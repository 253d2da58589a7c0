//! Code objects: an immutable instruction stream plus the side tables
//! needed to read it.
//!
//! Loaders construct these field by field from whatever container format
//! they parse; the toolkit itself never reads files and never mutates a
//! code object after construction. All sequence fields are boxed slices:
//! the data is frozen, only shared.

use std::ops::BitOr;
use std::sync::Arc;

use crate::value::Value;

/// Behavioral flag bits carried by a [`CodeObject`].
#[derive(Debug, Clone, Copy, PartialEq, Eq, Default)]
pub struct CodeFlags(u32);

impl CodeFlags {
    /// Locals are addressed by slot rather than by name lookup.
    pub const OPTIMIZED: CodeFlags = CodeFlags(0x1);
    /// A fresh local namespace is created per invocation.
    pub const NEWLOCALS: CodeFlags = CodeFlags(0x2);
    /// The code accepts a trailing `*args` parameter.
    pub const VARARGS: CodeFlags = CodeFlags(0x4);
    /// The code accepts a trailing `**kwargs` parameter.
    pub const VARKEYWORDS: CodeFlags = CodeFlags(0x8);
    /// Defined inside another function's scope.
    pub const NESTED: CodeFlags = CodeFlags(0x10);
    /// The code yields instead of returning.
    pub const GENERATOR: CodeFlags = CodeFlags(0x20);
    /// No free or cell variables anywhere in or below this code.
    pub const NOFREE: CodeFlags = CodeFlags(0x40);

    /// The empty flag set.
    #[must_use]
    pub const fn empty() -> Self {
        CodeFlags(0)
    }

    /// Builds a flag set from a raw bit pattern.
    #[must_use]
    pub const fn from_bits(bits: u32) -> Self {
        CodeFlags(bits)
    }

    /// The raw bit pattern.
    #[must_use]
    pub const fn bits(self) -> u32 {
        self.0
    }

    /// True when every bit of `other` is set in `self`.
    #[must_use]
    pub const fn contains(self, other: CodeFlags) -> bool {
        self.0 & other.0 == other.0
    }

    /// The union of both flag sets.
    #[must_use]
    pub const fn union(self, other: CodeFlags) -> Self {
        CodeFlags(self.0 | other.0)
    }

    /// True for generator code.
    #[must_use]
    pub const fn is_generator(self) -> bool {
        self.contains(Self::GENERATOR)
    }

    /// True when the code accepts `*args`.
    #[must_use]
    pub const fn has_varargs(self) -> bool {
        self.contains(Self::VARARGS)
    }

    /// True when the code accepts `**kwargs`.
    #[must_use]
    pub const fn has_varkeywords(self) -> bool {
        self.contains(Self::VARKEYWORDS)
    }
}

impl BitOr for CodeFlags {
    type Output = CodeFlags;

    fn bitor(self, rhs: CodeFlags) -> CodeFlags {
        self.union(rhs)
    }
}

/// An immutable unit of bytecode and everything needed to display it.
///
/// Fields are public: loaders and tests start from [`CodeObject::new`] and
/// fill in what they have. A disassembly pass only ever borrows a code
/// object read-only, so sharing one across threads needs no coordination.
#[derive(Debug, Clone, PartialEq)]
pub struct CodeObject {
    /// Function or block name.
    pub name: Arc<str>,
    /// Source file the code was compiled from.
    pub filename: Arc<str>,
    /// Number of positional parameters.
    pub argcount: u32,
    /// Number of local variable slots.
    pub nlocals: u32,
    /// Greatest value-stack depth the code can reach.
    pub stacksize: u32,
    /// Behavioral flags.
    pub flags: CodeFlags,
    /// Raw instruction stream.
    pub code: Box<[u8]>,
    /// Constant pool.
    pub consts: Box<[Value]>,
    /// Global and attribute names.
    pub names: Box<[Arc<str>]>,
    /// Local slot names.
    pub varnames: Box<[Arc<str>]>,
    /// Names closed over from enclosing scopes.
    pub freevars: Box<[Arc<str>]>,
    /// Names this code exposes to nested scopes.
    pub cellvars: Box<[Arc<str>]>,
    /// Source line of the first instruction.
    pub first_lineno: u32,
    /// Packed line table: flat (byte delta, line delta) pairs.
    pub lnotab: Box<[u8]>,
}

impl CodeObject {
    /// An empty skeleton with the given identity; callers fill the rest.
    #[must_use]
    pub fn new(name: impl Into<Arc<str>>, filename: impl Into<Arc<str>>) -> Self {
        CodeObject {
            name: name.into(),
            filename: filename.into(),
            argcount: 0,
            nlocals: 0,
            stacksize: 0,
            flags: CodeFlags::empty(),
            code: Box::default(),
            consts: Box::default(),
            names: Box::default(),
            varnames: Box::default(),
            freevars: Box::default(),
            cellvars: Box::default(),
            first_lineno: 1,
            lnotab: Box::default(),
        }
    }

    /// One-line identity used wherever a code object is named in output.
    #[must_use]
    pub fn summary(&self) -> String {
        format!(
            "<code object {}, file \"{}\", line {}>",
            self.name, self.filename, self.first_lineno
        )
    }

    /// Nested code objects in constant-pool order.
    pub fn nested_codes(&self) -> impl Iterator<Item = &Arc<CodeObject>> {
        self.consts.iter().filter_map(Value::as_code)
    }

    /// Closure-name lookup in the concatenated index space: cell variables
    /// precede free variables.
    #[must_use]
    pub fn free_cell_name(&self, index: usize) -> Option<&Arc<str>> {
        if index < self.cellvars.len() {
            self.cellvars.get(index)
        } else {
            self.freevars.get(index - self.cellvars.len())
        }
    }

    /// The instruction bytes as lowercase hex, viewer-style.
    #[must_use]
    pub fn hex_dump(&self) -> String {
        self.code.iter().map(|byte| format!("{byte:02x}")).collect()
    }
}

/// Builds a name table from anything string-like; loader and test
/// convenience.
#[must_use]
pub fn name_table<I, S>(names: I) -> Box<[Arc<str>]>
where
    I: IntoIterator<Item = S>,
    S: Into<Arc<str>>,
{
    names.into_iter().map(Into::into).collect()
}

// =============================================================================
// Tests
// =============================================================================

#[cfg(test)]
mod tests {
    use super::*;

    #[test]
    fn test_flags_contains_and_union() {
        let flags = CodeFlags::OPTIMIZED | CodeFlags::NEWLOCALS;
        assert!(flags.contains(CodeFlags::OPTIMIZED));
        assert!(flags.contains(CodeFlags::NEWLOCALS));
        assert!(!flags.contains(CodeFlags::GENERATOR));
        assert_eq!(flags.bits(), 0x3);
        assert_eq!(CodeFlags::from_bits(0x20), CodeFlags::GENERATOR);
    }

    #[test]
    fn test_flag_predicates() {
        let flags = CodeFlags::VARARGS | CodeFlags::GENERATOR;
        assert!(flags.has_varargs());
        assert!(!flags.has_varkeywords());
        assert!(flags.is_generator());
        assert!(!CodeFlags::empty().is_generator());
    }

    #[test]
    fn test_new_is_empty() {
        let code = CodeObject::new("f", "f.py");
        assert_eq!(&*code.name, "f");
        assert_eq!(&*code.filename, "f.py");
        assert!(code.code.is_empty());
        assert!(code.consts.is_empty());
        assert_eq!(code.first_lineno, 1);
        assert_eq!(code.flags, CodeFlags::empty());
    }

    #[test]
    fn test_summary() {
        let mut code = CodeObject::new("outer", "mod.py");
        code.first_lineno = 12;
        assert_eq!(code.summary(), "<code object outer, file \"mod.py\", line 12>");
    }

    #[test]
    fn test_free_cell_name_ordering() {
        let mut code = CodeObject::new("f", "f.py");
        code.cellvars = name_table(["cell_a", "cell_b"]);
        code.freevars = name_table(["free_a"]);
        assert_eq!(code.free_cell_name(0).map(|n| &**n), Some("cell_a"));
        assert_eq!(code.free_cell_name(1).map(|n| &**n), Some("cell_b"));
        assert_eq!(code.free_cell_name(2).map(|n| &**n), Some("free_a"));
        assert_eq!(code.free_cell_name(3), None);
    }

    #[test]
    fn test_nested_codes_in_pool_order() {
        let mut code = CodeObject::new("outer", "mod.py");
        code.consts = Box::new([
            Value::Int(1),
            Value::code(CodeObject::new("first", "mod.py")),
            Value::str("skip"),
            Value::code(CodeObject::new("second", "mod.py")),
        ]);
        let nested: Vec<&str> = code.nested_codes().map(|c| &*c.name).collect();
        assert_eq!(nested, ["first", "second"]);
    }

    #[test]
    fn test_hex_dump() {
        let mut code = CodeObject::new("f", "f.py");
        code.code = Box::new([0x64, 0x00, 0x00, 0x53]);
        assert_eq!(code.hex_dump(), "64000053");
    }
}
//! # wiki-theme
//!
//! Light/dark theme switching and site configuration for a documentation wiki.
//!
//! The theme switch keeps three things in step: a cookie holding the user's
//! explicit choice, a class on the page's root element, and a checkbox
//! toggle. It reacts to page load, to the user flipping the toggle, and to
//! the operating system changing its color scheme.
//!
//! ## Quick start
//!
//! ```rust
//! use wiki_theme::surface::memory::{FixedPreference, MemoryCookieJar, MemoryDocument};
//! use wiki_theme::{ThemeConfig, ThemePreference, ThemePreferenceController};
//!
//! let controller = ThemePreferenceController::new(
//!     ThemeConfig::default(),
//!     MemoryCookieJar::with_header("theme_preference=light"),
//!     MemoryDocument::new().with_toggle("theme-toggle-checkbox"),
//!     FixedPreference::dark(),
//! );
//!
//! // The explicit choice wins over the system preference.
//! assert_eq!(controller.start().theme, ThemePreference::Light);
//!
//! // ...and system changes are ignored while it exists.
//! assert_eq!(controller.on_system_preference_change(true), None);
//! ```
//!
//! ## Hosts
//!
//! The controller talks to its environment through the traits in
//! [`surface`]. In-memory implementations live in [`surface::memory`];
//! native hosts can read the OS theme with [`OsPreference`]. With the `web`
//! feature on wasm32, `web::install` binds everything to the live page and
//! publishes `window.toggleTheme`.
//!
//! ## Site configuration
//!
//! [`SiteConfig`] is the navigation and theme-switch configuration consumed
//! by the static-site generator, and [`ToggleRenderer`] renders the toggle
//! widget for its templates.

pub mod config;
pub mod controller;
pub mod cookie;
pub mod error;
pub mod markup;
pub mod site;
pub mod surface;
pub mod theme;

#[cfg(all(feature = "web", target_arch = "wasm32"))]
pub mod web;

pub use config::{SameSitePolicy, ThemeConfig};
pub use controller::{ControlBinding, ReadyStep, Startup, ThemePreferenceController};
pub use crate::cookie::{read_cookie, PreferenceCookie};
pub use error::{Error, Result};
pub use markup::ToggleRenderer;
pub use site::{NavDiff, NavItem, NavLink, NavPage, NavSection, SiteConfig};
pub use theme::{reset_theme_detector, set_theme_detector, OsPreference, ParsePreferenceError, ThemePreference};
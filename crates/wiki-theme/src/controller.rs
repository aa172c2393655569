//! The theme preference controller.
//!
//! [`ThemePreferenceController`] keeps three things in agreement:
//!
//! 1. the **persisted preference** (a cookie, written only on user toggle)
//! 2. the **applied theme** (a class on the root element)
//! 3. the **toggle control** (a checkbox, checked = light)
//!
//! # Resolution
//!
//! On page load the theme is resolved in this order:
//!
//! 1. A valid persisted preference (`light` or `dark`)
//! 2. The system preference, when the host reports one
//! 3. [`ThemePreference::Light`]
//!
//! # Triggers
//!
//! | Trigger | Method | Writes cookie |
//! |---------|--------|---------------|
//! | Page load | [`start`](ThemePreferenceController::start) | no |
//! | Document ready | [`document_ready`](ThemePreferenceController::document_ready) | no |
//! | User toggle | [`toggle_preference`](ThemePreferenceController::toggle_preference) | yes |
//! | OS change | [`on_system_preference_change`](ThemePreferenceController::on_system_preference_change) | no |
//!
//! The controller itself holds only configuration and the store handles.
//! Every decision is re-derived from the stores when a trigger fires.
//!
//! # Example
//!
//! ```rust
//! use wiki_theme::surface::memory::{FixedPreference, MemoryCookieJar, MemoryDocument};
//! use wiki_theme::{ReadyStep, ThemeConfig, ThemePreference, ThemePreferenceController};
//!
//! let controller = ThemePreferenceController::new(
//!     ThemeConfig::default(),
//!     MemoryCookieJar::new(),
//!     MemoryDocument::new().with_toggle("theme-toggle-checkbox"),
//!     FixedPreference::dark(),
//! );
//!
//! let startup = controller.start();
//! assert_eq!(startup.theme, ThemePreference::Dark);
//! assert!(matches!(startup.ready, ReadyStep::Done(_)));
//!
//! assert_eq!(controller.toggle_preference(), ThemePreference::Light);
//! assert_eq!(controller.persisted_preference(), Some(ThemePreference::Light));
//! ```

use time::OffsetDateTime;

use crate::config::ThemeConfig;
use crate::error::Result;
use crate::cookie::{read_cookie, PreferenceCookie};
use crate::surface::{CookieJar, DocumentSurface, SystemPreference};
use crate::theme::ThemePreference;

/// Whether the toggle control was found when the document became ready.
#[derive(Debug, Clone, Copy, PartialEq, Eq)]
pub enum ControlBinding {
    /// The control exists; the host should attach its `change` listener.
    Bound,
    /// The page has no toggle control.
    Absent,
}

/// What remains of page-load initialization after the theme is applied.
#[derive(Debug, Clone, Copy, PartialEq, Eq)]
pub enum ReadyStep {
    /// The document was already interactive and the control has been synced.
    Done(ControlBinding),
    /// The document is still loading. Call
    /// [`ThemePreferenceController::document_ready`] with [`Startup::theme`]
    /// once it is interactive.
    Deferred,
}

/// Result of [`ThemePreferenceController::start`].
#[derive(Debug, Clone, Copy, PartialEq, Eq)]
pub struct Startup {
    /// The theme resolved and applied at load.
    pub theme: ThemePreference,
    pub ready: ReadyStep,
}

/// Synchronizes the persisted preference, the applied theme and the toggle control.
#[derive(Debug)]
pub struct ThemePreferenceController<C, D, S> {
    config: ThemeConfig,
    cookies: C,
    document: D,
    system: S,
}

impl<C, D, S> ThemePreferenceController<C, D, S>
where
    C: CookieJar,
    D: DocumentSurface,
    S: SystemPreference,
{
    pub fn new(config: ThemeConfig, cookies: C, document: D, system: S) -> Self {
        Self {
            config,
            cookies,
            document,
            system,
        }
    }

    /// Like [`new`](Self::new), but rejects a configuration that hosts would
    /// refuse later (class tokens with whitespace, oversized lifetimes, ...).
    ///
    /// # Errors
    ///
    /// Returns [`Error::Invalid`](crate::Error::Invalid) listing every problem.
    pub fn try_new(config: ThemeConfig, cookies: C, document: D, system: S) -> Result<Self> {
        config.validate()?;
        Ok(Self::new(config, cookies, document, system))
    }

    pub fn config(&self) -> &ThemeConfig {
        &self.config
    }

    pub fn cookies(&self) -> &C {
        &self.cookies
    }

    pub fn document(&self) -> &D {
        &self.document
    }

    pub fn system(&self) -> &S {
        &self.system
    }

    /// The persisted preference, if the cookie holds a valid value.
    pub fn persisted_preference(&self) -> Option<ThemePreference> {
        let header = self.cookies.cookie_header();
        read_cookie(&header, &self.config.cookie_name)?.parse().ok()
    }

    /// Whether the preference cookie holds any value at all.
    ///
    /// This is what gates system preference changes. A malformed value still
    /// counts as an explicit choice here, even though it is ignored when
    /// resolving the initial theme.
    pub fn has_persisted_value(&self) -> bool {
        let header = self.cookies.cookie_header();
        read_cookie(&header, &self.config.cookie_name).is_some()
    }

    /// Resolves the theme to show at page load.
    pub fn resolve_initial_preference(&self) -> ThemePreference {
        if let Some(saved) = self.persisted_preference() {
            return saved;
        }
        match self.system.prefers_dark() {
            Some(true) => ThemePreference::Dark,
            _ => ThemePreference::Light,
        }
    }

    /// The theme currently shown, read from the root element.
    pub fn applied_preference(&self) -> ThemePreference {
        ThemePreference::from_dark_flag(self.document.has_root_class(&self.config.dark_class))
    }

    /// Adds or removes the dark class. Never touches the cookie.
    pub fn apply_preference(&self, pref: ThemePreference) {
        match pref {
            ThemePreference::Dark => self.document.add_root_class(&self.config.dark_class),
            ThemePreference::Light => self.document.remove_root_class(&self.config.dark_class),
        }
    }

    /// Sets the control's checked state for `pref` (checked = light).
    ///
    /// Returns `false`, without complaint, when the page has no control.
    pub fn sync_toggle_control(&self, pref: ThemePreference) -> bool {
        self.document
            .set_toggle_checked(&self.config.toggle_id, pref.toggle_checked())
    }

    /// Flips the applied theme, persists it and syncs the control.
    ///
    /// The current theme is read from the document, not the cookie, so a theme
    /// that followed the system preference toggles from what the user sees.
    pub fn toggle_preference(&self) -> ThemePreference {
        let next = self.applied_preference().flipped();
        self.apply_preference(next);
        self.persist(next);
        self.sync_toggle_control(next);
        tracing::debug!(theme = %next, "theme toggled by user");
        next
    }

    /// Handles a `prefers-color-scheme` change notification.
    ///
    /// Returns the applied theme, or `None` when the event was ignored because
    /// the user has an explicit preference.
    pub fn on_system_preference_change(&self, matches_dark: bool) -> Option<ThemePreference> {
        if self.has_persisted_value() {
            tracing::trace!(matches_dark, "system theme change ignored, explicit preference set");
            return None;
        }
        let theme = ThemePreference::from_dark_flag(matches_dark);
        self.apply_preference(theme);
        self.sync_toggle_control(theme);
        tracing::debug!(theme = %theme, "theme follows system preference");
        Some(theme)
    }

    /// Runs page-load initialization.
    ///
    /// The theme is applied before anything else so the page never shows the
    /// wrong theme. If the document is already interactive the control is
    /// synced right away; otherwise the caller finishes with
    /// [`document_ready`](Self::document_ready).
    pub fn start(&self) -> Startup {
        let theme = self.resolve_initial_preference();
        self.apply_preference(theme);
        tracing::debug!(theme = %theme, "initial theme applied");

        let ready = if self.document.is_loading() {
            ReadyStep::Deferred
        } else {
            ReadyStep::Done(self.document_ready(theme))
        };
        Startup { theme, ready }
    }

    /// Syncs the control to the theme resolved at load.
    pub fn document_ready(&self, initial: ThemePreference) -> ControlBinding {
        if self.sync_toggle_control(initial) {
            ControlBinding::Bound
        } else {
            tracing::debug!(id = %self.config.toggle_id, "no theme toggle control on page");
            ControlBinding::Absent
        }
    }

    fn persist(&self, pref: ThemePreference) {
        let cookie = PreferenceCookie::new(&self.config, pref, OffsetDateTime::now_utc());
        self.cookies.set_cookie(&cookie.to_string());
    }
}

##########

- [Task goal]
Apply a filter to the listing above so that only lines with "everything" are kept, and copy those lines.

- [Task output]
/// An immutable unit of bytecode and everything needed to display it.
//! feature on wasm32, `web::install` binds everything to the live page and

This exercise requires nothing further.